Nice find. Love the old tin shot


----------



## The Wombat (May 16, 2015)

Nice sharp photos there, well done


----------



## staticnomad (May 17, 2015)

The Wombat said:


> Nice sharp photos there, well done



Thanks, although I have to give Photoshop some of the credit. Not massively edited, but a little sharpening was done. I am no photographer, so I need all the help I can get


----------



## UrbanX (May 18, 2015)

Excellent. Shame it's gone down hill so fast! I've seen externals from only a couple of years ago that look totally different. It's not changed too much inside since my visit last year. 
Thanks for sharing


----------



## KM Punk (May 18, 2015)

Really liked this, cheers for sharing


----------



## InquisitiveFox (May 18, 2015)

Thank you for posting!! I have been thinking about visiting here for ages, but was put off by a hardened explorer that said this place was locked up tight. My Nanna lives in the same village and it has been derelict since I was little (i'm 23) I read in the local news paper that is spent some time as a brothel! Either way there is some lovely looking wallpaper and those tiles are to die for!!


----------



## UrbanX (May 18, 2015)

InquisitiveFox said:


> Thank you for posting!! I have been thinking about visiting here for ages, but was put off by a hardened explorer that said this place was locked up tight. My Nanna lives in the same village and it has been derelict since I was little (i'm 23) I read in the local news paper that is spent some time as a brothel! Either way there is some lovely looking wallpaper and those tiles are to die for!!

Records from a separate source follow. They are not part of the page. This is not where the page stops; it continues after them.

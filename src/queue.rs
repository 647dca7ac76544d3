//! Named queues and the generic N-consumer worker loop (SPEC_FULL.md §4.10).
//! Thin wrapper over `db::queue`'s primitives: this module owns queue naming
//! and the claim/ack/retry loop shape, grounded on the teacher's
//! `workers/mod.rs` consumer-pool spawn pattern (N tasks per named queue,
//! each polling with a backoff sleep when idle).

use std::future::Future;
use std::sync::Arc;

use chrono::Duration;

use crate::db::{exponential_backoff, Store};

pub const INGEST_EVENTS: &str = "ingestEvents";
pub const GROUP_EVENTS: &str = "groupEvents";
pub const COPY_ATTEMPT_GLOBAL: &str = "copyAttemptGlobal";
pub const RECONCILE: &str = "reconcile";

const MAX_ATTEMPTS: i64 = 8;
const BASE_BACKOFF_MS: i64 = 500;
const MAX_BACKOFF_MS: i64 = 60_000;
const IDLE_POLL_MS: u64 = 250;

/// Outcome a handler reports for a claimed job.
pub enum JobOutcome {
    Ack,
    Retry,
    /// A terminal failure: skip straight to the dead-letter partition.
    DeadLetter,
}

/// Spawn `consumers` worker tasks polling `queue`. Each task loops:
/// claim → run `handler` → ack/retry/dead-letter → sleep if idle.
pub fn spawn_consumers<F, Fut>(
    store: Store,
    queue: &'static str,
    consumers: usize,
    handler: F,
) -> Vec<tokio::task::JoinHandle<()>>
where
    F: Fn(String) -> Fut + Send + Sync + 'static,
    Fut: Future<Output = JobOutcome> + Send + 'static,
{
    let handler = Arc::new(handler);
    (0..consumers)
        .map(|_| {
            let store = store.clone();
            let handler = handler.clone();
            tokio::spawn(async move { consumer_loop(store, queue, handler).await })
        })
        .collect()
}

async fn consumer_loop<F, Fut>(store: Store, queue: &'static str, handler: Arc<F>)
where
    F: Fn(String) -> Fut,
    Fut: Future<Output = JobOutcome>,
{
    loop {
        let claimed = match store.claim_next(queue).await {
            Ok(Some(job)) => job,
            Ok(None) => {
                tokio::time::sleep(std::time::Duration::from_millis(IDLE_POLL_MS)).await;
                continue;
            }
            Err(err) => {
                tracing::warn!(queue, error = %err, "queue claim failed");
                tokio::time::sleep(std::time::Duration::from_millis(IDLE_POLL_MS)).await;
                continue;
            }
        };

        let outcome = handler(claimed.payload_json.clone()).await;
        let result = match outcome {
            JobOutcome::Ack => store.ack(claimed.row_id).await,
            JobOutcome::Retry => {
                let backoff = exponential_backoff(
                    claimed.attempts,
                    Duration::milliseconds(BASE_BACKOFF_MS),
                    Duration::milliseconds(MAX_BACKOFF_MS),
                );
                store.retry_or_dead_letter(claimed.row_id, MAX_ATTEMPTS, backoff).await
            }
            JobOutcome::DeadLetter => {
                store.retry_or_dead_letter(claimed.row_id, 0, Duration::zero()).await
            }
        };
        if let Err(err) = result {
            tracing::error!(queue, job_id = %claimed.job_id, error = %err, "failed to finalize queue job");
        }
    }
}

#[cfg(test)]
mod tests {
    use super::*;
    use tempfile::NamedTempFile;

    #[tokio::test]
    async fn consumer_acks_a_claimed_job() {
        let file = NamedTempFile::new().unwrap();
        let store = Store::open(file.path().to_str().unwrap()).unwrap();
        store.migrate().await.unwrap();
        std::mem::forget(file);

        store.enqueue(INGEST_EVENTS, "job-1", "{}").await.unwrap();
        assert_eq!(store.queue_depth(INGEST_EVENTS).await.unwrap(), 1);

        let handles = spawn_consumers(store.clone(), INGEST_EVENTS, 1, |_payload| async { JobOutcome::Ack });

        let depth = tokio::time::timeout(std::time::Duration::from_secs(2), async {
            loop {
                if store.queue_depth(INGEST_EVENTS).await.unwrap() == 0 {
                    return 0;
                }
                tokio::time::sleep(std::time::Duration::from_millis(20)).await;
            }
        })
        .await
        .unwrap();
        assert_eq!(depth, 0);

        for h in handles {
            h.abort();
        }
    }
}
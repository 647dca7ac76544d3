//! Sizing, book simulation, guardrail cascade and persistence for one
//! flushed trade group (SPEC_FULL.md §4.7). Grounded on the teacher's
//! `vault/trade_executor.rs::TradeExecutor` (`dry_run`-style
//! simulation-only execution matching the non-goal of no real order
//! submission) and `risk.rs` for the guardrail-result shape.

use chrono::Utc;
use rand::Rng;
use uuid::Uuid;

use crate::book::{BookCache, GetBookOptions, PriceLevel};
use crate::db::Store;
use crate::guardrails::{self, GuardrailInput};
use crate::micros::{apply_bps, mul_div, price_from_fill, ratio_bps, shares_from_notional, ONE};
use crate::models::{
    CopyAttempt, Decision, ExecutableFill, FillLevel, LedgerEntry, LedgerEntryType,
    PortfolioScope, ReasonCode, ResolvedConfig, Side, TradeEventGroup,
};

pub struct MarketContext {
    pub blacklisted: bool,
    pub close_time: Option<chrono::DateTime<Utc>>,
}

pub struct Executor {
    store: Store,
    book_cache: BookCache,
}

impl Executor {
    pub fn new(store: Store, book_cache: BookCache) -> Self {
        Executor { store, book_cache }
    }

    pub async fn process_group(
        &self,
        group: &TradeEventGroup,
        cfg: &ResolvedConfig,
        market: &MarketContext,
    ) -> anyhow::Result<CopyAttempt> {
        if self.store.copy_attempt_exists(&group.group_key).await? {
            return self.load_existing(&group.group_key).await;
        }

        let equity = self.read_equity().await?;

        let raw_target = apply_bps(group.total_notional_micros, cfg.sizing.copy_pct_notional_bps);
        let clamped = raw_target
            .max(cfg.sizing.min_trade_notional_micros)
            .min(cfg.sizing.max_trade_notional_micros)
            .min(apply_bps(equity, cfg.sizing.max_trade_bankroll_bps));

        if clamped < cfg.sizing.min_trade_notional_micros {
            return self
                .persist_skip(group, 0, ReasonCode::SizeBelowMin, None)
                .await;
        }
        let target_notional = clamped;

        let get_book_result = self
            .book_cache
            .get_book(&group.token_id, GetBookOptions {
                wait_ms: 300,
                freshness_ms: 2_000,
                no_wait: false,
            })
            .await;

        let Some(book) = get_book_result.book else {
            return self
                .persist_skip(group, target_notional, ReasonCode::BookUnavailable, None)
                .await;
        };

        let mid_price = book.mid_price();

        let (current_total, current_market, current_user) = self.read_exposures(&group.followed_user_id, &group.token_id).await?;
        let (daily_delta, weekly_delta) = self.read_loss_windows().await?;

        let guardrail_input = GuardrailInput {
            side: group.side,
            book: &book,
            their_reference_price_micros: group.vwap_price_micros,
            target_notional_micros: target_notional,
            market_blacklisted: market.blacklisted,
            market_close_time: market.close_time,
            now: Utc::now(),
            current_total_exposure_micros: current_total,
            current_market_exposure_micros: current_market,
            current_user_exposure_micros: current_user,
            equity_micros: equity,
            daily_cash_delta_micros: daily_delta,
            weekly_cash_delta_micros: weekly_delta,
            drawdown_bps: 0,
            cfg: &cfg.guardrails,
        };

        if let Some(reason) = guardrails::evaluate(&guardrail_input) {
            return self
                .persist_skip(group, target_notional, reason, mid_price)
                .await;
        }

        let bound = mid_price
            .map(|mid| guardrails::price_bound(group.side, group.vwap_price_micros, mid, &cfg.guardrails))
            .unwrap_or(group.vwap_price_micros);

        let levels: &[PriceLevel] = match group.side {
            Side::Buy => &book.asks,
            Side::Sell => &book.bids,
        };
        let fills = simulate_fills(group.side, levels, bound, target_notional);

        let filled_shares: i64 = fills.iter().map(|f| f.share_micros).sum();
        let filled_notional: i64 = fills.iter().map(|f| f.notional_micros).sum();
        let filled_ratio_bps = ratio_bps(filled_notional, target_notional.max(1));

        if cfg.guardrails.jitter_ms_max > 0 {
            let jitter_ms = rand::thread_rng().gen_range(0..=cfg.guardrails.jitter_ms_max);
            tokio::time::sleep(std::time::Duration::from_millis(
                cfg.guardrails.decision_latency_ms + jitter_ms,
            ))
            .await;
        } else if cfg.guardrails.decision_latency_ms > 0 {
            tokio::time::sleep(std::time::Duration::from_millis(cfg.guardrails.decision_latency_ms)).await;
        }

        let attempt_id = Uuid::new_v4().to_string();
        let attempt = CopyAttempt {
            id: attempt_id.clone(),
            portfolio_scope: PortfolioScope::ExecGlobal,
            followed_user_id: Some(group.followed_user_id.clone()),
            group_key: group.group_key.clone(),
            decision: Decision::Execute,
            reason_codes: vec![],
            source_type: group.source_type,
            target_notional_micros: target_notional,
            filled_notional_micros: filled_notional,
            filled_ratio_bps,
            vwap_price_micros: price_from_fill(filled_notional, filled_shares),
            their_reference_price_micros: group.vwap_price_micros,
            mid_price_micros_at_decision: mid_price,
            buffered_trade_count: None,
            created_at: Utc::now(),
        };

        let executable_fills: Vec<ExecutableFill> = fills
            .iter()
            .enumerate()
            .map(|(seq, f)| ExecutableFill {
                id: Uuid::new_v4().to_string(),
                copy_attempt_id: attempt_id.clone(),
                seq: seq as i64,
                price_micros: f.price_micros,
                filled_share_micros: f.share_micros,
                fill_notional_micros: f.notional_micros,
            })
            .collect();

        let (share_delta, cash_delta) = match group.side {
            Side::Buy => (filled_shares, -filled_notional),
            Side::Sell => (-filled_shares, filled_notional),
        };

        let ledger_entries = if filled_shares > 0 {
            vec![LedgerEntry {
                id: Uuid::new_v4().to_string(),
                portfolio_scope: PortfolioScope::ExecGlobal,
                followed_user_id: Some(group.followed_user_id.clone()),
                market_id: None,
                asset_id: Some(group.token_id.clone()),
                entry_type: LedgerEntryType::TradeFill,
                share_delta_micros: share_delta,
                cash_delta_micros: cash_delta,
                price_micros: Some(group.vwap_price_micros),
                ref_id: format!("copy:{attempt_id}"),
                created_at: Utc::now(),
            }]
        } else {
            vec![]
        };

        self.store
            .persist_copy_attempt(&attempt, &executable_fills, &ledger_entries)
            .await?;

        Ok(attempt)
    }

    async fn persist_skip(
        &self,
        group: &TradeEventGroup,
        target_notional: i64,
        reason: ReasonCode,
        mid_price: Option<i64>,
    ) -> anyhow::Result<CopyAttempt> {
        let attempt = CopyAttempt {
            id: Uuid::new_v4().to_string(),
            portfolio_scope: PortfolioScope::ExecGlobal,
            followed_user_id: Some(group.followed_user_id.clone()),
            group_key: group.group_key.clone(),
            decision: Decision::Skip,
            reason_codes: vec![reason],
            source_type: group.source_type,
            target_notional_micros: target_notional,
            filled_notional_micros: 0,
            filled_ratio_bps: 0,
            vwap_price_micros: 0,
            their_reference_price_micros: group.vwap_price_micros,
            mid_price_micros_at_decision: mid_price,
            buffered_trade_count: None,
            created_at: Utc::now(),
        };
        self.store.persist_copy_attempt(&attempt, &[], &[]).await?;
        Ok(attempt)
    }

    async fn load_existing(&self, _group_key: &str) -> anyhow::Result<CopyAttempt> {
        // idempotent re-entry: the row already exists; callers that need
        // the full row should re-query it directly. The executor's
        // queue-driven callers only need to know "already processed".
        Err(anyhow::anyhow!("copy attempt already exists"))
    }

    async fn read_equity(&self) -> anyhow::Result<i64> {
        Ok(self
            .store
            .latest_portfolio_snapshot(PortfolioScope::ExecGlobal.as_str(), None)
            .await?
            .map(|(equity, _, _)| equity)
            .unwrap_or(0))
    }

    async fn read_exposures(&self, _followed_user_id: &str, _token_id: &str) -> anyhow::Result<(i64, i64, i64)> {
        // best-effort: derived from the latest snapshot rather than a live
        // per-market/per-user ledger scan (DESIGN.md Open Question #3).
        let total = self
            .store
            .latest_portfolio_snapshot(PortfolioScope::ExecGlobal.as_str(), None)
            .await?
            .map(|(_, _, exposure)| exposure)
            .unwrap_or(0);
        Ok((total, 0, 0))
    }

    async fn read_loss_windows(&self) -> anyhow::Result<(i64, i64)> {
        let now = Utc::now();
        let daily = self
            .store
            .sum_cash_delta_since(PortfolioScope::ExecGlobal, now - chrono::Duration::days(1))
            .await?;
        let weekly = self
            .store
            .sum_cash_delta_since(PortfolioScope::ExecGlobal, now - chrono::Duration::days(7))
            .await?;
        Ok((daily, weekly))
    }
}

/// Walk book levels consuming *remaining notional budget* — converting to
/// shares at each level's own price — until `target_notional` is spent or
/// the next level crosses `bound` (SPEC_FULL §4.7 step 6). The target is a
/// notional budget, not a share count frozen at the leader's stale
/// reference price: a level priced away from that reference still buys
/// fewer or more shares for the same notional.
fn simulate_fills(side: Side, levels: &[PriceLevel], bound: i64, target_notional: i64) -> Vec<FillLevel> {
    let mut fills = Vec::new();
    let mut remaining_notional = target_notional;
    for level in levels {
        if remaining_notional <= 0 {
            break;
        }
        let crosses = match side {
            Side::Buy => level.price_micros > bound,
            Side::Sell => level.price_micros < bound,
        };
        if crosses {
            break;
        }
        let level_notional = mul_div(level.size_micros, level.price_micros, ONE);
        let take_notional = remaining_notional.min(level_notional);
        let take_shares = shares_from_notional(take_notional, level.price_micros);
        if take_shares <= 0 {
            continue;
        }
        fills.push(FillLevel {
            price_micros: level.price_micros,
            share_micros: take_shares,
            notional_micros: take_notional,
        });
        remaining_notional -= take_notional;
    }
    fills
}

#[cfg(test)]
mod tests {
    use super::*;

    #[test]
    fn simulate_fills_stops_at_price_bound() {
        let levels = vec![
            PriceLevel { price_micros: 500_000, size_micros: 1_000_000 },
            PriceLevel { price_micros: 600_000, size_micros: 1_000_000 },
        ];
        let fills = simulate_fills(Side::Buy, &levels, 550_000, 2_000_000);
        assert_eq!(fills.len(), 1);
        assert_eq!(fills[0].share_micros, 1_000_000);
    }

    #[test]
    fn simulate_fills_clamps_ratio_never_over_one() {
        let levels = vec![PriceLevel { price_micros: 500_000, size_micros: 10_000_000 }];
        let fills = simulate_fills(Side::Buy, &levels, 600_000, 500_000);
        let filled: i64 = fills.iter().map(|f| f.share_micros).sum();
        assert_eq!(filled, 1_000_000);
        assert_eq!(ratio_bps(filled, 1_000_000), 10_000);
    }

    /// SPEC_FULL §8 scenario 1 ("Straight copy"): a $1 notional budget
    /// against a single ask level priced away from the leader's stale
    /// reference price fills by notional, not by a share count frozen at
    /// that reference.
    #[test]
    fn simulate_fills_spends_notional_budget_at_live_price() {
        let levels = vec![PriceLevel { price_micros: 510_000, size_micros: 1_000_000_000 }];
        let fills = simulate_fills(Side::Buy, &levels, 510_000, 1_000_000);
        assert_eq!(fills.len(), 1);
        assert_eq!(fills[0].share_micros, 1_960_784);
        let filled_notional: i64 = fills.iter().map(|f| f.notional_micros).sum();
        assert_eq!(filled_notional, 1_000_000);
    }
}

Lol, never heard of it as a brothel, but yes was sealed tight until recently!


----------



## staticnomad (May 19, 2015)

UrbanX said:


> Excellent. Shame it's gone down hill so fast! I've seen externals from only a couple of years ago that look totally different. It's not changed too much inside since my visit last year.
> Thanks for sharing




Yeah, I have found a couple of photos of it that seem to have been taken not that long ago and it does seem to have deteriorated quickly. As soon as I saw the contractor signs I knew that I had found it to late, although at least it hasn't been flattened yet.


----------



## staticnomad (May 19, 2015)

InquisitiveFox said:


> Thank you for posting!! I have been thinking about visiting here for ages, but was put off by a hardened explorer that said this place was locked up tight. My Nanna lives in the same village and it has been derelict since I was little (i'm 23) I read in the local news paper that is spent some time as a brothel! Either way there is some lovely looking wallpaper and those tiles are to die for!!



Thanks for the info. I hope that the brothel story is true, a bit of seediness in its history just makes it more interesting


----------



## The Wombat (May 21, 2015)

staticnomad said:


> Thanks, although I have to give Photoshop some of the credit. Not massively edited, but a little sharpening was done. I am no photographer, so I need all the help I can get



Mate, these are great photos. 
Any PP is hardly evident. What camera and lens are you using?


----------



## staticnomad (May 22, 2015)

The Wombat said:


> Mate, these are great photos.
> Any PP is hardly evident. What camera and lens are you using?



Cheers mate. Just using a bridge camera mate, FujiFilm FinePix S. Until I know what I am doing photography wise, I decided to get something intermediate. Pretty pleased with it though


----------